To answer the question posed below the episode title, "No." Strap in for, "No, but explained." To do a little more throat clearing, I am only commenting on the proposed mechanism for change, not what I think is a total misunderstanding of why politics is dire, what about human nature makes it dire, and why it tends to be a better vehicle for creating problems than solving them at a national scale.

My politics are so radical that I am effectively unrepresented at all levels of politics. I can still function and speak to how I think a thing should be done best given all other constraints, but I am temperamentally pessimistic about the political process. I am not in one of those groups he hopes to court with the right candidate, and I suspect most in those groups won't go along either because preferences are ordinal and ultimately revealed through action.

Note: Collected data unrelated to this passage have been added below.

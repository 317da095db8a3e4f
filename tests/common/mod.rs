//! Shared recording host for integration tests.
//!
//! `MockHost` materializes a real node tree (so tests can assert the final
//! shape) and logs every mutation in call order (so tests can assert what
//! the engine did, and in which order).
#![allow(dead_code)]

use std::any::Any;
use std::collections::{BTreeMap, BTreeSet};

use fiber_flow::{Callback, HostAdapter, HostError, PropValue, RenderError};

pub type NodeId = usize;

/// One host mutation, in the order the engine issued it.
#[derive(Debug, Clone, PartialEq, Eq)]
pub enum Mutation {
    CreateNode { node: NodeId, node_type: String },
    CreateTextNode { node: NodeId },
    SetProperty { node: NodeId, name: String, value: String },
    RemoveProperty { node: NodeId, name: String },
    AddListener { node: NodeId, event: String },
    RemoveListener { node: NodeId, event: String },
    AppendChild { parent: NodeId, child: NodeId },
    RemoveChild { parent: NodeId, child: NodeId },
}

#[derive(Debug, Default)]
pub struct MockNode {
    /// `None` for text nodes.
    pub node_type: Option<String>,
    pub props: BTreeMap<String, String>,
    pub listeners: BTreeMap<String, Callback>,
    pub children: Vec<NodeId>,
}

#[derive(Debug, Default)]
pub struct MockHost {
    pub nodes: Vec<MockNode>,
    pub log: Vec<Mutation>,
    rejected_types: BTreeSet<String>,
}

impl MockHost {
    pub const CONTAINER: NodeId = 0;

    /// A host with an empty container node pre-allocated as node 0.
    pub fn new() -> Self {
        Self {
            nodes: vec![MockNode {
                node_type: Some("container".to_string()),
                ..MockNode::default()
            }],
            log: Vec::new(),
            rejected_types: BTreeSet::new(),
        }
    }

    /// A host that fails fast on the given node type.
    pub fn rejecting(node_type: &str) -> Self {
        let mut host = Self::new();
        host.rejected_types.insert(node_type.to_string());
        host
    }

    pub fn children_of(&self, id: NodeId) -> &[NodeId] {
        &self.nodes[id].children
    }

    pub fn node_type(&self, id: NodeId) -> Option<&str> {
        self.nodes[id].node_type.as_deref()
    }

    pub fn prop(&self, id: NodeId, name: &str) -> Option<&str> {
        self.nodes[id].props.get(name).map(String::as_str)
    }

    pub fn listener_events(&self, id: NodeId) -> Vec<&str> {
        self.nodes[id].listeners.keys().map(String::as_str).collect()
    }

    /// Invoke the listener attached to `node` for `event`.
    pub fn dispatch(&self, node: NodeId, event: &str, payload: &dyn Any) {
        if let Some(handler) = self.nodes[node].listeners.get(event) {
            handler.call(payload);
        }
    }

    pub fn clear_log(&mut self) {
        self.log.clear();
    }

    pub fn creations(&self) -> usize {
        self.log
            .iter()
            .filter(|m| matches!(m, Mutation::CreateNode { .. } | Mutation::CreateTextNode { .. }))
            .count()
    }

    pub fn element_creations(&self) -> usize {
        self.log
            .iter()
            .filter(|m| matches!(m, Mutation::CreateNode { .. }))
            .count()
    }

    pub fn appends(&self) -> usize {
        self.log
            .iter()
            .filter(|m| matches!(m, Mutation::AppendChild { .. }))
            .count()
    }

    pub fn removals(&self) -> usize {
        self.log
            .iter()
            .filter(|m| matches!(m, Mutation::RemoveChild { .. }))
            .count()
    }

    fn alloc(&mut self, node_type: Option<String>) -> NodeId {
        let id = self.nodes.len();
        self.nodes.push(MockNode {
            node_type,
            ..MockNode::default()
        });
        id
    }
}

impl HostAdapter for MockHost {
    type Node = NodeId;

    fn create_node(&mut self, node_type: &str) -> Result<Self::Node, RenderError> {
        if self.rejected_types.contains(node_type) {
            return Err(HostError::UnrecognizedType(node_type.to_string()).into());
        }
        let node = self.alloc(Some(node_type.to_string()));
        self.log.push(Mutation::CreateNode {
            node,
            node_type: node_type.to_string(),
        });
        Ok(node)
    }

    fn create_text_node(&mut self) -> Result<Self::Node, RenderError> {
        let node = self.alloc(None);
        self.log.push(Mutation::CreateTextNode { node });
        Ok(node)
    }

    fn set_property(
        &mut self,
        node: &Self::Node,
        name: &str,
        value: &PropValue,
    ) -> Result<(), RenderError> {
        self.nodes[*node]
            .props
            .insert(name.to_string(), value.to_string());
        self.log.push(Mutation::SetProperty {
            node: *node,
            name: name.to_string(),
            value: value.to_string(),
        });
        Ok(())
    }

    fn remove_property(&mut self, node: &Self::Node, name: &str) -> Result<(), RenderError> {
        self.nodes[*node].props.remove(name);
        self.log.push(Mutation::RemoveProperty {
            node: *node,
            name: name.to_string(),
        });
        Ok(())
    }

    fn add_event_listener(
        &mut self,
        node: &Self::Node,
        event: &str,
        handler: &Callback,
    ) -> Result<(), RenderError> {
        self.nodes[*node]
            .listeners
            .insert(event.to_string(), handler.clone());
        self.log.push(Mutation::AddListener {
            node: *node,
            event: event.to_string(),
        });
        Ok(())
    }

    fn remove_event_listener(
        &mut self,
        node: &Self::Node,
        event: &str,
        _handler: &Callback,
    ) -> Result<(), RenderError> {
        self.nodes[*node].listeners.remove(event);
        self.log.push(Mutation::RemoveListener {
            node: *node,
            event: event.to_string(),
        });
        Ok(())
    }

    fn append_child(
        &mut self,
        parent: &Self::Node,
        child: &Self::Node,
    ) -> Result<(), RenderError> {
        // Move semantics, like a real document tree.
        self.nodes[*parent].children.retain(|c| c != child);
        self.nodes[*parent].children.push(*child);
        self.log.push(Mutation::AppendChild {
            parent: *parent,
            child: *child,
        });
        Ok(())
    }

    fn remove_child(
        &mut self,
        parent: &Self::Node,
        child: &Self::Node,
    ) -> Result<(), RenderError> {
        if !self.nodes[*parent].children.contains(child) {
            return Err(HostError::DetachedNode.into());
        }
        self.nodes[*parent].children.retain(|c| c != child);
        self.log.push(Mutation::RemoveChild {
            parent: *parent,
            child: *child,
        });
        Ok(())
    }
}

His is an idea conceived after a bong rip. It is the Underpants Gnomes approach to changing how Congress functions in Washington. I am an engineer, I know a lot about systems. The purpose of a system is what it does. The national political system is at a stable equilibrium. The outputs change slightly over time, but we can expect spending to go up over time, and that is because the purpose of the system is to re-elect people within the system, and the mechanism by which it does that is transferring money to politically connected groups of client in the Unbreakable Patronage Loop.

When a system is at a stable equilibrium you have to do one of two things to upset it, rewrite the laws of the system or perturb the system with a sufficient input. Your guest is suggesting a major perturbation through the election of independents.

1. It won't happen because the electoral system is also at a stable equilibrium. It is an immune system very adept at eliminating outsider threats from non-Republicans and non-Democrats. For instance, even at the high water mark of Libertarian Party efficacy, they have never won a head-to-head or three-way national race...or statewide race. Pretty much they can win dog catcher or non-party office if they try really, really hard.

2. The potential perturbation is minor because Congress has a similar immune system for outsiders. There is a reason why

The only people lining up to tell independents they can win as independents are political consultants and researchers who stand to make money selling the Brooklyn Bridge over and over to suckers with more money than sense. The most successful independent candidate of our time was not Ross Perot, it was Donald Trump. He effectively ran as an independent candidate within the Republican Party, took it over, and was elected president at least two times. The blueprint is there, run likeable, LOCAL insurgent candidates in districts with weak incumbents. Don't fly in a billionaire. This other strategy sounds like a jobs program for the former student council presidents who aren't already Congressional staff or working for a think tank.

He mentioned Javier Milei in one breath, and then shortly after brushed aside the idea of taking a chainsaw to government. The patient has gangrene, it requires the amputation. Argentina has suffered for so long it was willing to take the medicine, America will have to suffer longer before it demands the medicine, because its caretakers are doing everything possible to obscure the illness.